Powered By Blogger

Monday, May 15, 2017

Barron Trump to attend private St. Andrew’s Episcopal School in Maryland

Barron Trump, the 11-year-old son of President Trump and first lady Melania Trump, will attend the private St. Andrew’s Episcopal School in Potomac, Md., this fall after he moves from New York to Washington with his mother.

Barron Trump is finishing out the current school year at Columbia Grammar and Preparatory School on the Upper West Side of Manhattan. He is expected to move to Washington this summer and will start at St. Andrew’s as a sixth grader. He will be the first presidential child to attend St. Andrew’s, a coeducational college preparatory school that was founded in 1978 and educates about 580 students from prekindergarten through 12th grade.
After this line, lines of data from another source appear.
//! Tempo detection facade
//!
//! Drives a detector through `NeedsAudio -> NeedsEnvelope -> Ready`:
//! audio is loaded from an [`AudioSource`], turned into an onset envelope,
//! and both estimators run on that envelope before their candidates are
//! fused. Each stage runs at most once per detector.

use std::thread;

use crate::config::DetectorConfig;
use crate::error::{AnalysisError, DetectError};
use crate::fusion::fuse;
use crate::onset::{OnsetEnvelope, OnsetStrength};
use crate::periodicity::PeriodicityTempoEstimator;
use crate::spectral::SpectralTempoEstimator;
use crate::waveform::{AudioSource, Waveform};

/// Lifecycle stage of a [`TempoDetector`]
#[derive(Debug, Clone, Copy, PartialEq, Eq)]
pub enum DetectorState {
    NeedsAudio,
    NeedsEnvelope,
    Ready,
}

enum Stage {
    NeedsAudio,
    NeedsEnvelope {
        waveform: Waveform,
    },
    Ready {
        waveform: Waveform,
        envelope: OnsetEnvelope,
    },
}

/// Intermediate signals for plotting
#[derive(Debug, Clone)]
pub struct TempoDiagnostics {
    /// Onset envelope frames per second
    pub frame_rate: f32,
    pub envelope: Vec<f32>,
    /// Spectrum bin frequencies in Hz
    pub frequencies: Vec<f32>,
    pub magnitudes: Vec<f32>,
    /// Autocorrelation indexed by lag in frames
    pub autocorrelation: Vec<f32>,
}

/// Tempo detector over one audio source
pub struct TempoDetector<S> {
    source: S,
    config: DetectorConfig,
    onset: OnsetStrength,
    stage: Stage,
}

impl<S: AudioSource> TempoDetector<S> {
    /// Create a detector; nothing is loaded until it is needed
    pub fn new(source: S, config: DetectorConfig) -> Result<Self, AnalysisError> {
        config.validate()?;
        Ok(Self {
            source,
            config,
            onset: OnsetStrength::new(config.sample_rate, config.hop_length),
            stage: Stage::NeedsAudio,
        })
    }

    pub fn config(&self) -> &DetectorConfig {
        &self.config
    }

    pub fn source(&self) -> &S {
        &self.source
    }

    pub fn state(&self) -> DetectorState {
        match self.stage {
            Stage::NeedsAudio => DetectorState::NeedsAudio,
            Stage::NeedsEnvelope { .. } => DetectorState::NeedsEnvelope,
            Stage::Ready { .. } => DetectorState::Ready,
        }
    }

    /// The loaded waveform, once audio has been loaded
    pub fn waveform(&self) -> Option<&Waveform> {
        match &self.stage {
            Stage::NeedsAudio => None,
            Stage::NeedsEnvelope { waveform } | Stage::Ready { waveform, .. } => Some(waveform),
        }
    }

    /// The onset envelope, once computed
    pub fn envelope(&self) -> Option<&OnsetEnvelope> {
        match &self.stage {
            Stage::Ready { envelope, .. } => Some(envelope),
            _ => None,
        }
    }

    /// Load audio from the source if that has not happened yet
    pub fn load_audio(&mut self) -> Result<(), DetectError<S::Error>> {
        if let Stage::NeedsAudio = self.stage {
            let waveform = self
                .source
                .load(self.config.sample_rate)
                .map_err(DetectError::Source)?;
            tracing::debug!(
                "Loaded {:.2}s of audio ({} samples)",
                waveform.duration_secs(),
                waveform.samples.len()
            );
            self.stage = Stage::NeedsEnvelope { waveform };
        }
        Ok(())
    }

    /// Compute the onset envelope, loading audio first if needed
    pub fn compute_onset_envelope(&mut self) -> Result<(), DetectError<S::Error>> {
        self.load_audio()?;
        if let Stage::NeedsEnvelope { waveform } = &self.stage {
            let envelope = self.onset.compute(&waveform.samples)?;
            tracing::debug!(
                "Onset envelope: {} frames ({:.2}s)",
                envelope.len(),
                envelope.duration_secs(self.config.frame_rate())
            );
            if let Stage::NeedsEnvelope { waveform } =
                std::mem::replace(&mut self.stage, Stage::NeedsAudio)
            {
                self.stage = Stage::Ready { waveform, envelope };
            }
        }
        Ok(())
    }

    /// Estimate the tempo in BPM
    ///
    /// Loads audio and computes the envelope on first use; later calls reuse
    /// them and return the same value.
    pub fn detect_tempo(&mut self) -> Result<f32, DetectError<S::Error>> {
        let config = self.config;
        let envelope = self.ready_envelope()?;
        Ok(estimate_tempo(envelope, &config)?)
    }

    /// Envelope, spectrum and autocorrelation used by the estimators
    pub fn diagnostics(&mut self) -> Result<TempoDiagnostics, DetectError<S::Error>> {
        let config = self.config;
        let envelope = self.ready_envelope()?;
        let spectrum = SpectralTempoEstimator::new(config).spectrum(envelope);
        let autocorrelation = PeriodicityTempoEstimator::new(config).autocorrelation(envelope);

        Ok(TempoDiagnostics {
            frame_rate: config.frame_rate(),
            envelope: envelope.as_slice().to_vec(),
            frequencies: spectrum.frequencies,
            magnitudes: spectrum.magnitudes,
            autocorrelation,
        })
    }

    fn ready_envelope(&mut self) -> Result<&OnsetEnvelope, DetectError<S::Error>> {
        self.compute_onset_envelope()?;
        match &self.stage {
            Stage::Ready { envelope, .. } => Ok(envelope),
            _ => unreachable!("compute_onset_envelope leaves the detector ready"),
        }
    }
}

/// Estimate the tempo of a precomputed onset envelope
///
/// Both estimators read the envelope concurrently; their candidates are
/// fused once both have finished.
pub fn estimate_tempo(
    envelope: &OnsetEnvelope,
    config: &DetectorConfig,
) -> Result<f32, AnalysisError> {
    config.validate()?;
    let spectral = SpectralTempoEstimator::new(*config);
    let periodicity = PeriodicityTempoEstimator::new(*config);

    let (spectral_bpm, periodicity_bpm) = thread::scope(|scope| {
        let handle = scope.spawn(|| spectral.estimate(envelope));
        let periodicity_bpm = periodicity.estimate(envelope);
        let spectral_bpm = handle
            .join()
            .unwrap_or_else(|payload| std::panic::resume_unwind(payload));
        (spectral_bpm, periodicity_bpm)
    });
    let (spectral_bpm, periodicity_bpm) = (spectral_bpm?, periodicity_bpm?);

    let bpm = fuse(spectral_bpm, periodicity_bpm, config.agreement_threshold);
    tracing::debug!(
        "Tempo candidates: spectral {:.2} BPM, autocorrelation {:.2} BPM -> {:.2} BPM",
        spectral_bpm,
        periodicity_bpm,
        bpm
    );
    Ok(bpm)
}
The White House had planned to hold off until summer to make the announcement — in part because of concern that St. Andrew’s might become the site of protests while school was still in session. But parents began to ask questions and express security concerns as rumors surfaced, and school leaders sent a letter to parents on Monday, signed by the head of the school, Robert Kosasky, and the middle school head, Rodney Glasgow (see full text below), saying that Barron Trump would join the class of 2024.

First lady Melania Trump said in a statement:

“We are very excited for our son to attend St. Andrew’s Episcopal School. It is known for its diverse community and commitment to academic excellence. The mission of St. Andrew’s is ‘to know and inspire each child in an inclusive community dedicated to exceptional teaching, learning, and service,’ all of which appealed to our family. We look forward to the coming school years at St. Andrew’s.”

The letter says that school leaders are working with the Secret Service to ensure that “logistics and security will continue to work smoothly and discreetly next year for all of our students and families” in order to maintain “the positive feel, flow, and safety of our campuses.”

St. Andrew’s, where tuition will cost the Trumps about $40,000 a year, is known for its pioneering use of brain-based research to help students of all abilities to succeed and for providing extra support for students who need it. Class sizes are small — usually 11 to 13 students — and the school says that all of its graduates go to college, including Ivy League schools, small liberal arts colleges, state schools, and schools of art, engineering and design. The school also says athletics are an “integral part” of its educational program. Among numerous sports, it offers golf, a favorite of Barron’s.


The school’s website says it strives to educate students “in an inclusive environment that embodies the faith and perspective of the Episcopal Church” and that it “seeks a broadly diverse community to promote educational excellence.” The school’s programs, it says, “are designed to serve students of varied interests and abilities capable of achievement in a challenging academic environment.”

In light traffic, the ride from the White House to St. Andrew’s, in the elite enclave of Potomac, is a little more than 30 minutes.

With a 75,000-square-foot classroom building on the 19-acre campus where the middle and upper schools are located, St. Andrew’s boasts impressive facilities. They include a 14,000-volume, two-story library with an audiovisual classroom and a periodical reading room; a multipurpose theater/assembly/lunch space that features a stage and light/sound booth; two visual arts studios with ceramics wheels and a kiln; a darkroom; two full-size basketball courts; a fitness room; a dance studio; and two full turf fields for softball, baseball, lacrosse and soccer.



In 2011, St. Andrew’s opened its Center for Transformative Teaching & Learning, in partnership with Johns Hopkins University School of Education, to help teachers apply the best research on teaching, learning and the brain to the classroom. In 2013, it was invited by Harvard University’s Graduate School of Education to become the eighth school to join a global network of schools that conducts cutting-edge research and leads professional development in that area.